__Required action__:
What you produce should be every line from the data that includes "None".
** Data records follows **
//! Per-symbol wheel position and its state machine.
//!
//! ```text
//! IDLE ──put sold──> PUT_OPEN ──assigned──> HOLDING_SHARES ──call sold──> CALL_OPEN
//!  ^                   │                       ^      │                      │
//!  └────expired────────┘                       │      └──liquidated──> IDLE  │
//!  ^                                           └────────expired──────────────┤
//!  └──────────────────────────called away (cycle_count += 1)─────────────────┘
//! ```
//!
//! Every [`Transition`] appends exactly one [`Trade`]. A transition from a
//! state that the table does not allow is logged and applied anyway: local
//! state mirrors the broker and must be able to follow it after manual
//! intervention.

use std::fmt;

use chrono::{DateTime, NaiveDate, Utc};
use rust_decimal::Decimal;
use serde::{Deserialize, Serialize};
use tracing::{info, warn};
use wheel_trade_core::{OptionRight, CONTRACT_MULTIPLIER};

/// Lot size held between assignment and call-away.
pub const LOT_SIZE: i64 = CONTRACT_MULTIPLIER;

#[derive(
    Debug, Clone, Copy, PartialEq, Eq, PartialOrd, Ord, Hash, Default, Serialize, Deserialize,
)]
#[serde(rename_all = "SCREAMING_SNAKE_CASE")]
pub enum WheelState {
    #[default]
    Idle,
    PutOpen,
    HoldingShares,
    CallOpen,
}

impl WheelState {
    /// Whether the table allows `self -> to`.
    #[must_use]
    pub const fn can_transition_to(self, to: Self) -> bool {
        matches!(
            (self, to),
            (Self::Idle, Self::PutOpen)
                | (Self::PutOpen, Self::Idle | Self::HoldingShares)
                | (Self::HoldingShares, Self::CallOpen | Self::Idle)
                | (Self::CallOpen, Self::HoldingShares | Self::Idle)
        )
    }

    #[must_use]
    pub const fn as_str(self) -> &'static str {
        match self {
            Self::Idle => "IDLE",
            Self::PutOpen => "PUT_OPEN",
            Self::HoldingShares => "HOLDING_SHARES",
            Self::CallOpen => "CALL_OPEN",
        }
    }

    pub const ALL: [Self; 4] = [Self::Idle, Self::PutOpen, Self::HoldingShares, Self::CallOpen];
}

impl fmt::Display for WheelState {
    fn fmt(&self, f: &mut fmt::Formatter<'_>) -> fmt::Result {
        f.write_str(self.as_str())
    }
}

/// The short option currently open on a position.
#[derive(Debug, Clone, PartialEq, Serialize, Deserialize)]
#[serde(rename_all = "camelCase")]
pub struct OptionInfo {
    pub option_type: OptionRight,
    pub strike: Decimal,
    pub expiration: NaiveDate,
    /// Premium per share received at open.
    pub premium: Decimal,
    /// Signed contracts (negative = short).
    pub quantity: i32,
    /// Broker contract identifier (OCC symbol).
    pub contract_symbol: String,
    pub opened_at: DateTime<Utc>,
}

impl OptionInfo {
    /// Days from `today` to expiration, floored at zero.
    #[must_use]
    pub fn days_to_expiration(&self, today: NaiveDate) -> i64 {
        (self.expiration - today).num_days().max(0)
    }

    /// Total premium in dollars for the whole position.
    #[must_use]
    pub fn total_premium(&self) -> Decimal {
        self.premium * Decimal::from(CONTRACT_MULTIPLIER) * Decimal::from(self.quantity.unsigned_abs())
    }
}

#[derive(Debug, Clone, Copy, PartialEq, Eq, Hash, Serialize, Deserialize)]
#[serde(rename_all = "snake_case")]
pub enum TradeAction {
    SellToOpen,
    Expired,
    Assigned,
    CalledAway,
    /// Shares disappeared at the broker while holding.
    Liquidated,
}

impl fmt::Display for TradeAction {
    fn fmt(&self, f: &mut fmt::Formatter<'_>) -> fmt::Result {
        let s = match self {
            Self::SellToOpen => "sell_to_open",
            Self::Expired => "expired",
            Self::Assigned => "assigned",
            Self::CalledAway => "called_away",
            Self::Liquidated => "liquidated",
        };
        f.write_str(s)
    }
}

/// One audit-log entry. Never mutated after it is appended.
#[derive(Debug, Clone, PartialEq, Serialize, Deserialize)]
#[serde(rename_all = "camelCase")]
pub struct Trade {
    pub timestamp: DateTime<Utc>,
    pub action: TradeAction,
    /// Contract symbol for option events, underlying for share events.
    pub symbol: String,
    #[serde(default)]
    pub option_type: Option<OptionRight>,
    #[serde(default)]
    pub strike: Option<Decimal>,
    pub quantity: i32,
    /// Per-share price.
    pub price: Decimal,
    /// Premium in dollars attached to the event.
    #[serde(default)]
    pub premium: Option<Decimal>,
    #[serde(default)]
    pub notes: String,
}

/// A state change requested by the engine.
#[derive(Debug, Clone, PartialEq)]
pub enum Transition {
    /// IDLE -> PUT_OPEN.
    PutSold { option: OptionInfo, note: String },
    /// PUT_OPEN -> IDLE.
    PutExpired,
    /// PUT_OPEN -> HOLDING_SHARES.
    PutAssigned,
    /// HOLDING_SHARES -> CALL_OPEN.
    CallSold { option: OptionInfo, note: String },
    /// CALL_OPEN -> HOLDING_SHARES.
    CallExpired,
    /// CALL_OPEN -> IDLE, completes a cycle.
    CalledAway,
    /// HOLDING_SHARES -> IDLE without selling.
    Liquidated,
}

impl Transition {
    #[must_use]
    pub const fn target(&self) -> WheelState {
        match self {
            Self::PutSold { .. } => WheelState::PutOpen,
            Self::PutExpired | Self::CalledAway | Self::Liquidated => WheelState::Idle,
            Self::PutAssigned | Self::CallExpired => WheelState::HoldingShares,
            Self::CallSold { .. } => WheelState::CallOpen,
        }
    }
}

#[derive(Debug, Clone, PartialEq, Serialize, Deserialize)]
#[serde(rename_all = "camelCase", default)]
pub struct WheelPosition {
    pub symbol: String,
    pub state: WheelState,
    pub shares_owned: i64,
    /// Premium-adjusted entry price per share; zero when flat.
    pub cost_basis: Decimal,
    pub active_option: Option<OptionInfo>,
    pub total_premium_collected: Decimal,
    pub cycle_count: u32,
    pub trades: Vec<Trade>,
    pub created_at: DateTime<Utc>,
    pub updated_at: DateTime<Utc>,
}

impl Default for WheelPosition {
    fn default() -> Self {
        let now = Utc::now();
        Self {
            symbol: String::new(),
            state: WheelState::Idle,
            shares_owned: 0,
            cost_basis: Decimal::ZERO,
            active_option: None,
            total_premium_collected: Decimal::ZERO,
            cycle_count: 0,
            trades: Vec::new(),
            created_at: now,
            updated_at: now,
        }
    }
}

impl WheelPosition {
    /// A fresh IDLE position.
    #[must_use]
    pub fn new(symbol: impl Into<String>) -> Self {
        Self {
            symbol: symbol.into(),
            ..Self::default()
        }
    }

    /// Cost basis net of every premium collected on this symbol.
    #[must_use]
    pub fn effective_cost_basis(&self) -> Decimal {
        if self.shares_owned == 0 {
            return Decimal::ZERO;
        }
        self.cost_basis - self.total_premium_collected / Decimal::from(self.shares_owned)
    }

    /// Profit realised if the open call is assigned: share gain plus call premium.
    #[must_use]
    pub fn called_away_profit(&self) -> Decimal {
        let Some(option) = &self.active_option else {
            return Decimal::ZERO;
        };
        let lot = Decimal::from(LOT_SIZE);
        (option.strike - self.cost_basis) * lot + option.premium * lot
    }

    /// Structural invariants that hold after any in-table transition.
    /// Returns a description of each one that is broken.
    #[must_use]
    pub fn check_invariants(&self) -> Vec<String> {
        let mut violations = Vec::new();
        let option_expected = matches!(self.state, WheelState::PutOpen | WheelState::CallOpen);
        if option_expected != self.active_option.is_some() {
            violations.push(format!(
                "state {} with active option {}",
                self.state,
                if self.active_option.is_some() { "present" } else { "absent" }
            ));
        }
        match self.active_option.as_ref().map(|o| o.option_type) {
            Some(OptionRight::Call) if self.shares_owned != LOT_SIZE => violations.push(format!(
                "open call with {} shares owned",
                self.shares_owned
            )),
            Some(OptionRight::Put) if self.shares_owned != 0 => violations.push(format!(
                "open put with {} shares owned",
                self.shares_owned
            )),
            _ => {}
        }
        if self.shares_owned != 0 && self.shares_owned != LOT_SIZE {
            violations.push(format!("shares_owned {} is not 0 or a lot", self.shares_owned));
        }
        if self.total_premium_collected < Decimal::ZERO {
            violations.push("negative total premium".to_string());
        }
        violations
    }

    /// Applies `transition` in memory and appends its trade.
    ///
    /// Persisting is the caller's job; see `StateStore::transition_to`.
    pub fn apply(&mut self, transition: Transition, now: DateTime<Utc>) -> &Trade {
        let from = self.state;
        let to = transition.target();
        if !from.can_transition_to(to) {
            warn!(symbol = %self.symbol, %from, %to, "transition outside the state table, applying anyway");
        }

        let lot = Decimal::from(LOT_SIZE);
        let trade = match transition {
            Transition::PutSold { option, note } | Transition::CallSold { option, note } => {
                let premium = option.total_premium().max(Decimal::ZERO);
                self.total_premium_collected += premium;
                let trade = Trade {
                    timestamp: now,
                    action: TradeAction::SellToOpen,
                    symbol: option.contract_symbol.clone(),
                    option_type: Some(option.option_type),
                    strike: Some(option.strike),
                    quantity: option.quantity,
                    price: option.premium,
                    premium: Some(premium),
                    notes: note,
                };
                self.active_option = Some(option);
                trade
            }
            Transition::PutExpired | Transition::CallExpired => {
                let option = self.active_option.take();
                let still_holding = to == WheelState::HoldingShares;
                Trade {
                    timestamp: now,
                    action: TradeAction::Expired,
                    symbol: option
                        .as_ref()
                        .map_or_else(|| self.symbol.clone(), |o| o.contract_symbol.clone()),
                    option_type: option.as_ref().map(|o| o.option_type),
                    strike: option.as_ref().map(|o| o.strike),
                    quantity: option.as_ref().map_or(0, |o| o.quantity.abs()),
                    price: Decimal::ZERO,
                    premium: option.as_ref().map(OptionInfo::total_premium),
                    notes: match (option.is_some(), still_holding) {
                        (false, _) => "No active option recorded; state reset".to_string(),
                        (true, true) => "Expired worthless, premium retained, still holding shares".to_string(),
                        (true, false) => "Expired worthless, premium retained".to_string(),
                    },
                }
            }
            Transition::PutAssigned => {
                let option = self.active_option.take();
                let (strike, premium) = option
                    .as_ref()
                    .map_or((Decimal::ZERO, Decimal::ZERO), |o| (o.strike, o.premium));
                self.shares_owned = LOT_SIZE;
                self.cost_basis = strike - premium;
                Trade {
                    timestamp: now,
                    action: TradeAction::Assigned,
                    symbol: self.symbol.clone(),
                    option_type: Some(OptionRight::Put),
                    strike: Some(strike),
                    quantity: LOT_SIZE as i32,
                    price: strike,
                    premium: Some(premium * lot),
                    notes: format!("Put assigned, effective cost basis ${:.2}", self.cost_basis),
                }
            }
            Transition::CalledAway => {
                let profit = self.called_away_profit();
                let option = self.active_option.take();
                let (strike, premium) = option
                    .as_ref()
                    .map_or((Decimal::ZERO, Decimal::ZERO), |o| (o.strike, o.premium));
                self.shares_owned = 0;
                self.cost_basis = Decimal::ZERO;
                if from == WheelState::CallOpen {
                    self.cycle_count += 1;
                }
                Trade {
                    timestamp: now,
                    action: TradeAction::CalledAway,
                    symbol: self.symbol.clone(),
                    option_type: Some(OptionRight::Call),
                    strike: Some(strike),
                    quantity: -(LOT_SIZE as i32),
                    price: strike,
                    premium: Some(premium * lot),
                    notes: format!("Shares called away, cycle complete, profit ${profit:.2}"),
                }
            }
            Transition::Liquidated => {
                let shares = self.shares_owned;
                self.active_option = None;
                self.shares_owned = 0;
                self.cost_basis = Decimal::ZERO;
                Trade {
                    timestamp: now,
                    action: TradeAction::Liquidated,
                    symbol: self.symbol.clone(),
                    option_type: None,
                    strike: None,
                    quantity: -i32::try_from(shares).unwrap_or(0),
                    price: Decimal::ZERO,
                    premium: None,
                    notes: "Shares no longer held at broker".to_string(),
                }
            }
        };

        info!(symbol = %self.symbol, %from, %to, action = %trade.action, "state transition");
        self.state = to;
        self.updated_at = now;
        self.trades.push(trade);

        let violations = self.check_invariants();
        if !violations.is_empty() {
            warn!(symbol = %self.symbol, ?violations, "position invariants violated");
        }

        // just pushed
        &self.trades[self.trades.len() - 1]
    }
}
** End of Data records **
__Output of the exercise__:
            active_option: None,
                self.active_option = None;
                    option_type: None,
                    strike: None,
                    premium: None,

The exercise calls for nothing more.